(Collected data entries)
◇ ◇ ◇ ◇ ◇

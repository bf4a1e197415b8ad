use clap::Parser;
use std::path::PathBuf;

/// Cache Bench — benchmarks a site's performance under varying cache
/// configurations via resumable, chunked jobs.
#[derive(Parser, Debug, Clone)]
#[command(name = "cache-bench")]
pub struct CliArgs {
    /// Directory for the benchmark database and scratch files
    #[arg(short = 'd', long = "data-dir", default_value = ".cache-bench")]
    pub data_dir: PathBuf,

    /// HTTP port
    #[arg(long = "port", default_value_t = DEFAULT_PORT)]
    pub port: u16,

    /// Disable the in-process object cache by default (jobs may still
    /// enable it per run)
    #[arg(long = "no-cache")]
    pub no_cache: bool,
}

pub const DEFAULT_PORT: u16 = 9280;

// Chunk budgets. A poll must hand control back to the caller well inside its
// request timeout: the item budget keeps a fast loop from spinning, the
// wall-clock budget keeps one slow work unit from monopolizing the poll.
pub const CHUNK_MAX_ITEMS: u64 = 5;
pub const CHUNK_MAX_MILLIS: u64 = 2_000;

// Consecutive work-unit failures tolerated per phase before the job fails.
pub const WORK_UNIT_RETRY_CAP: u32 = 3;

// Optional phase sizes when the option is enabled without an explicit count.
pub const DEFAULT_API_READS: u64 = 50;
pub const DEFAULT_OPTION_RELOADS: u64 = 20;
pub const DEFAULT_CRON_WRITES: u64 = 5;

// Cron simulation scratch file size.
pub const CRON_FILE_BYTES: usize = 64 * 1024;

// Report policy thresholds. Policy, not physics; each report finding carries
// the threshold it was judged against.
pub const RESPONSE_WARN_MS: f64 = 200.0;
pub const RESPONSE_CRITICAL_MS: f64 = 500.0;
pub const QUERIES_WARN_PER_ITER: f64 = 50.0;
pub const QUERIES_CRITICAL_PER_ITER: f64 = 100.0;
pub const HIT_RATE_WARN_PCT: f64 = 80.0;
pub const HIT_RATE_CRITICAL_PCT: f64 = 50.0;
pub const SLOW_LOGS_WARN: usize = 10;
pub const SLOW_LOGS_CRITICAL: usize = 50;

// Work units slower than this get a `slow` log entry.
pub const SLOW_RESPONSE_MS: f64 = 100.0;

#[derive(Debug, Clone)]
pub struct BenchConfig {
    pub data_dir: PathBuf,
    pub port: u16,
    pub no_cache: bool,
}

impl BenchConfig {
    pub fn from_args(args: CliArgs) -> Self {
        BenchConfig {
            data_dir: args.data_dir,
            port: args.port,
            no_cache: args.no_cache,
        }
    }

    /// Directory the cron-simulation phase writes its scratch files into.
    pub fn scratch_dir(&self) -> PathBuf {
        self.data_dir.join("cron-scratch")
    }
}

◇ ◇ ◇ ◇ ◇

» Work required
Using the entries above, return exactly the lines from the line with "monopolizing the poll." to the line with "pub const DEFAULT_CRON_WRITES: u64 = 5;", counting both of those lines.

» Output
// wall-clock budget keeps one slow work unit from monopolizing the poll.
pub const CHUNK_MAX_ITEMS: u64 = 5;
pub const CHUNK_MAX_MILLIS: u64 = 2_000;

// Consecutive work-unit failures tolerated per phase before the job fails.
pub const WORK_UNIT_RETRY_CAP: u32 = 3;

// Optional phase sizes when the option is enabled without an explicit count.
pub const DEFAULT_API_READS: u64 = 50;
pub const DEFAULT_OPTION_RELOADS: u64 = 20;
pub const DEFAULT_CRON_WRITES: u64 = 5;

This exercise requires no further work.